Biology 141 Lecture Outline

Defining the biological environment: biomes as biological organizing units

 

The relationship between climate and biomes generates spatial pattern.

Combinations of rainfall and temperature determine vegetation types

 

Highest productivity, plant height, and plant density in areas with warm temperature and high precipitation: tree-dominated biomes.

Lowest productivity, height, and density in areas with either cold temperatures, low precipitation, or both: deserts, tundra... sagebrush/chaparral

In between: grasslands, savannah, steppe.

 

Talk about Primary Productivity: gC/m2/yr

 

In turn, the organisms that exploit the products of these vegetative groups show pattern

 

Seasonality varies dramatically across biomes, so there is also temporal pattern.

 

 

Technically, the term "biome" is generally reserved for terrestrial ecosystems... What about marine environments?

 

Underwater, depth and the penetration of sunlight plays a more important role than temperature (and, obviously, rainfall).

Tropical seas are warm and clear and nutrient poor.

"Plant" communities are protected from too much sun either by morphology or location

Low nutrient levels highlight the importance of photosynthesis for carbon production.

 

Temperate seas are cool, turbid, with higher nutrient levels

Kelp "forests" dominate temperate shorelines

Regular (seasonal) disturbance also plays a role in determining the biological community

 

Polar seas are frigid and seasonally clear, with very high nutrients but cyclic productivity

Most photosynthesis is done by phytoplankton

Salinities can be very high

 

 

General latitudinal patterns emerge:

Tropical regions are relatively stable

moderate levels of productivity are not limited by sunlight

Nutrient availability is important.

these regions support extremely high biodiversity

 

 

Temperate regions are intermediate in many ways:

Less stable in terms of temperature, rainfall, disturbance (waves, fire, etc)

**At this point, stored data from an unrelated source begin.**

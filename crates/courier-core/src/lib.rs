// SPDX-FileCopyrightText: 2026 Courier Contributors
// SPDX-License-Identifier: MIT OR Apache-2.0

//! Core library for the Courier notification delivery engine.
//!
//! This crate provides the error taxonomy, the domain types persisted and
//! exchanged by the engine, and the capability traits (`DeliveryProvider`,
//! `Clock`) implemented at its seams.

pub mod error;
pub mod traits;
pub mod types;

pub use error::{CourierError, ProviderError};
pub use traits::{Clock, DeliveryProvider, DispatchRequest, ProviderReceipt, SystemClock};
pub use types::{
    AttemptLog, AttemptOutcome, AttemptRecord, AuditEntry, Channel, ChannelFlags, DeliveryRequest,
    DeliveryStatus, DeliveryStatusView, GeographyKey, HourWindow, MetricsAggregate,
    NewDeliveryRequest, Priority, Provider, ProviderCapability, QuietHours, RoutingRule,
    UserPreferences, VoiceRule, ZonePolicy, ZonePolicyPatch,
};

Productivity can be high but biodiversity is lower than in the tropics.

 

 

Polar regions are extreme habitats

Very low temperatures, little liquid water (on land) and high salinities (in the oceans).

Productivity varies from almost nothing to high levels, depending on season.

Biodiversity is often low (with some organisms in super abundance during periods of high productivity.